═══ Material supplied ═══

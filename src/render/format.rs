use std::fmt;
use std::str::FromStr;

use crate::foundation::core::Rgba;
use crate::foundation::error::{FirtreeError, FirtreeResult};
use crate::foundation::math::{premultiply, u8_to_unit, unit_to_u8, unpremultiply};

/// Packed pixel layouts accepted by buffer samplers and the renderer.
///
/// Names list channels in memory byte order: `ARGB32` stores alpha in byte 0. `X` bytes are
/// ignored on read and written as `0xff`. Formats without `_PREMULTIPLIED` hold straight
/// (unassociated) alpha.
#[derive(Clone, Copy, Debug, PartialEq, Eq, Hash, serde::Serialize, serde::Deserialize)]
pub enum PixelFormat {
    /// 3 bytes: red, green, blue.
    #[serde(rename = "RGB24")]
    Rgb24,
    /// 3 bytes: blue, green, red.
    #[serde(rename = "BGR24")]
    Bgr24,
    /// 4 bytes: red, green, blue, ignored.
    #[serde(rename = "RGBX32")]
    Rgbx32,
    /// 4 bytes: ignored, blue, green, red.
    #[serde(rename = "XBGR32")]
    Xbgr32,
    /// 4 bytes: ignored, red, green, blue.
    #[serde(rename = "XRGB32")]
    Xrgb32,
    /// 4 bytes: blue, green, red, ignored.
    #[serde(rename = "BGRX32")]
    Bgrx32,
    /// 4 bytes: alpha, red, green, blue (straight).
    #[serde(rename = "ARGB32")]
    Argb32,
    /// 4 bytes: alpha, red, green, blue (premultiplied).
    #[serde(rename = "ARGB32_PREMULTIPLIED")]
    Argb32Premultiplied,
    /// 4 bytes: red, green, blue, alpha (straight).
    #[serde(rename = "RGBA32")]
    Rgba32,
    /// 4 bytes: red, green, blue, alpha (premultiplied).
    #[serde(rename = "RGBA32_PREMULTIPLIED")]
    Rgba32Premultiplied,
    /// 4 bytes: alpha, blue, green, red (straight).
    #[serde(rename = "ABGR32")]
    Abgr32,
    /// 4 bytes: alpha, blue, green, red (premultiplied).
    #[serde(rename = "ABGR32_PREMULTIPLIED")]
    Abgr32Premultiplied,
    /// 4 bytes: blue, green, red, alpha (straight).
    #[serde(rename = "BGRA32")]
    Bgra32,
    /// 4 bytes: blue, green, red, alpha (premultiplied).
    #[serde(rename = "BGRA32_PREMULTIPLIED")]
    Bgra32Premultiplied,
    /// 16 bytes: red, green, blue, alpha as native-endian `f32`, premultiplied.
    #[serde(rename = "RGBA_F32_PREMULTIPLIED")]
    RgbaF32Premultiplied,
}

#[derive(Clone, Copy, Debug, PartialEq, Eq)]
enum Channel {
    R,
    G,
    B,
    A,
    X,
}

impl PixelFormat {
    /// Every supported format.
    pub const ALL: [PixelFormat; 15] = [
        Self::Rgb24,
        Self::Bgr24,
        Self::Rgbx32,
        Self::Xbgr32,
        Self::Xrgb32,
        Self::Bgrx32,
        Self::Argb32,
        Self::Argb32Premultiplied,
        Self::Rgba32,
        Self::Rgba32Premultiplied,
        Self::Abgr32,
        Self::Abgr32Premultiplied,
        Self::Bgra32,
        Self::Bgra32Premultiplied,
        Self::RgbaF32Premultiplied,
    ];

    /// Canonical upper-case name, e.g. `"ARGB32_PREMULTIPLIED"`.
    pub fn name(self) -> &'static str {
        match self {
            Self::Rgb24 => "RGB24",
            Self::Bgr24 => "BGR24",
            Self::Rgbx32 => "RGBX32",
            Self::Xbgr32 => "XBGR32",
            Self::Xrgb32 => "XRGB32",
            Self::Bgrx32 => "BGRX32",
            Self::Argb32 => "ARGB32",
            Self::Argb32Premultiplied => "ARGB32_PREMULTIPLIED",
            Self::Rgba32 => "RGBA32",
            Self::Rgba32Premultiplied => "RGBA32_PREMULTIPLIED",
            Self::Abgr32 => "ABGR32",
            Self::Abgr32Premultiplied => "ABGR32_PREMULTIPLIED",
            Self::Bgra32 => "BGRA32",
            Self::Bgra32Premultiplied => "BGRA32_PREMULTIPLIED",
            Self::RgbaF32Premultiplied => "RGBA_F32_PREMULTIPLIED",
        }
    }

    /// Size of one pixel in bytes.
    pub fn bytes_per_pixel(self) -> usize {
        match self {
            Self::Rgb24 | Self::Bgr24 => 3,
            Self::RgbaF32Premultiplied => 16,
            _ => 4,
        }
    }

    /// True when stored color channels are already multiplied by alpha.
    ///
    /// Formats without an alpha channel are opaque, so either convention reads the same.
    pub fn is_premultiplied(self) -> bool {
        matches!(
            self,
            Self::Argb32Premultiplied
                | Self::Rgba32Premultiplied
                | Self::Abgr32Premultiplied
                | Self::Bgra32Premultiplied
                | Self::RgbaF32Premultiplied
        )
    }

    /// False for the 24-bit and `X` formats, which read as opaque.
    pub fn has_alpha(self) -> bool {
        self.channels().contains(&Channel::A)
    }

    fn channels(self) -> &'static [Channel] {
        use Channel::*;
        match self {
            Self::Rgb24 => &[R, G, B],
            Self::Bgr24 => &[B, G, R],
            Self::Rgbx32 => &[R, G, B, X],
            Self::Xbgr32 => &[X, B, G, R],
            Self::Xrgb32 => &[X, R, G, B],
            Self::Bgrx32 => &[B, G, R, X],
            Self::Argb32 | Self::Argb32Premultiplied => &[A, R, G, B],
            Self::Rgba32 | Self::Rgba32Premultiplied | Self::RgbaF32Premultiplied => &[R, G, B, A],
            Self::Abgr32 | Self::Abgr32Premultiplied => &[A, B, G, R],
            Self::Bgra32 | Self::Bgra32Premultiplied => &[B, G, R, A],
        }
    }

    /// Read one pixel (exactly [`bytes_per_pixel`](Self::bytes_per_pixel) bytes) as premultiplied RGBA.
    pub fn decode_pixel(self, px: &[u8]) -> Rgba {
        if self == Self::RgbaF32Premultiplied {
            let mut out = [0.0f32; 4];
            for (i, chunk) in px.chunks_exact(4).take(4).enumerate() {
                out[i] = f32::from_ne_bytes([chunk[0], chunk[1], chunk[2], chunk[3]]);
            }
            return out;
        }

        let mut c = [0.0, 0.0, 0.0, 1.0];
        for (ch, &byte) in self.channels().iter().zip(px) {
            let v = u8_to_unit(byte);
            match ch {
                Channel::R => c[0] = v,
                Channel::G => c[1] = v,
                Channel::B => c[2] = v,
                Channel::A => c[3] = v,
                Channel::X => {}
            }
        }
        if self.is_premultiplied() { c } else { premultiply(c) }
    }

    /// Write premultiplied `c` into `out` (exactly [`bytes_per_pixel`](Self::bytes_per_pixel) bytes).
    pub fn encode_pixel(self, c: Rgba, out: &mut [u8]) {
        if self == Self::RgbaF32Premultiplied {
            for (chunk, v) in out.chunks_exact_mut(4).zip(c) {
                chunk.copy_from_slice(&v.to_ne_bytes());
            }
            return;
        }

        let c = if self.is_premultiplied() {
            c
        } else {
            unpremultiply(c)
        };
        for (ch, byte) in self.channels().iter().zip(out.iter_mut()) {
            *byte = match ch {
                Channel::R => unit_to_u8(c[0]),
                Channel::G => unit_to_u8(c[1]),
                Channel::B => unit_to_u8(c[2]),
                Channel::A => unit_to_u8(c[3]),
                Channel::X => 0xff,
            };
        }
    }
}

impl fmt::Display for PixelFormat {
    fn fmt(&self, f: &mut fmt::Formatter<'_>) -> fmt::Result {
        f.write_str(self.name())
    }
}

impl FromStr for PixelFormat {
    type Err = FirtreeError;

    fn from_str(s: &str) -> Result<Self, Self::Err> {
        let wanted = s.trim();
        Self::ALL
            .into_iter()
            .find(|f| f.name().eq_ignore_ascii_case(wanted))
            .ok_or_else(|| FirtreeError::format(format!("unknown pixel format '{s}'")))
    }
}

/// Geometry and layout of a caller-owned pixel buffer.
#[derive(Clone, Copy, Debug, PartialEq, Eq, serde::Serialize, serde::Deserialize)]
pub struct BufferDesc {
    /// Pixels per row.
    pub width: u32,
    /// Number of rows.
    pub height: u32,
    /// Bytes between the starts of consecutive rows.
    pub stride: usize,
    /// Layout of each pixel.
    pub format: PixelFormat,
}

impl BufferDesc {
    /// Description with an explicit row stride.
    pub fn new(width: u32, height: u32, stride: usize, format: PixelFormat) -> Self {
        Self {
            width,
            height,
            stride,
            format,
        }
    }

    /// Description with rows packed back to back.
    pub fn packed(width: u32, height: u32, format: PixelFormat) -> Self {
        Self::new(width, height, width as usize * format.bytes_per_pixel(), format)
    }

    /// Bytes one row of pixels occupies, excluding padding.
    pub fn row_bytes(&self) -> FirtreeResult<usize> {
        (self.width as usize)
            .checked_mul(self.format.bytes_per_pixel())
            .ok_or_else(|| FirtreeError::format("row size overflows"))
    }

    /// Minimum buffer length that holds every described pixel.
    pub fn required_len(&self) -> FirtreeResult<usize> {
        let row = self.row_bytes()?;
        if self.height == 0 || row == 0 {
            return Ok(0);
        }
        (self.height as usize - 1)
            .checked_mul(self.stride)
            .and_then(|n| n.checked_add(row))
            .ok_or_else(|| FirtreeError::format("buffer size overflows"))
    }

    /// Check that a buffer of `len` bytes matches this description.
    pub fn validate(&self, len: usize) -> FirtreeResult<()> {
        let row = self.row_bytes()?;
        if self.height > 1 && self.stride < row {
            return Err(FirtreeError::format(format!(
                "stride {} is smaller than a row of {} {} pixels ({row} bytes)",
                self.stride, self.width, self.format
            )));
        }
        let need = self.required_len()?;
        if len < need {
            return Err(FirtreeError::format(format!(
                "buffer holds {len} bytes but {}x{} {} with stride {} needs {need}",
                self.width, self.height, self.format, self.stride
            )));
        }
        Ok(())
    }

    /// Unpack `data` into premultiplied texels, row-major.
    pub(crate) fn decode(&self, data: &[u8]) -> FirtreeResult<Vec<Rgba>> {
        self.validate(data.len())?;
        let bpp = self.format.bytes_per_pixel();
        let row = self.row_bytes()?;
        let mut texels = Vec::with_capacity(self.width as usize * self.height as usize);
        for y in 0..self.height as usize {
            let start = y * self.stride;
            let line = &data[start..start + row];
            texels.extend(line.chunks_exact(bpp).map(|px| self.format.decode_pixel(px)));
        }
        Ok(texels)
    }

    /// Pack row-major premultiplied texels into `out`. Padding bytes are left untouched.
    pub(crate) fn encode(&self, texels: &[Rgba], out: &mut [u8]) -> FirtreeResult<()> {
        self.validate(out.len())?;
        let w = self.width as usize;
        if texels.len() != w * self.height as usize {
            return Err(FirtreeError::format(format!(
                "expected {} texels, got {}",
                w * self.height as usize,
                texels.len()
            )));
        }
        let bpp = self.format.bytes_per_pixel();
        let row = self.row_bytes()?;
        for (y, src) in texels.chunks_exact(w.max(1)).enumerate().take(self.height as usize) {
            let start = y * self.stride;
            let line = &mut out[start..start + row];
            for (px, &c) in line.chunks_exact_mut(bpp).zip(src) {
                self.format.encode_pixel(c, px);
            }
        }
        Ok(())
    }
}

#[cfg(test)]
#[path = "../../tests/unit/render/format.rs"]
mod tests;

═══

The required answer is each line of the entries containing the string "ignored".

/// ignored on read and written as `0xff`. Formats without `_PREMULTIPLIED` hold straight
    /// 4 bytes: red, green, blue, ignored.
    /// 4 bytes: ignored, blue, green, red.
    /// 4 bytes: ignored, red, green, blue.
    /// 4 bytes: blue, green, red, ignored.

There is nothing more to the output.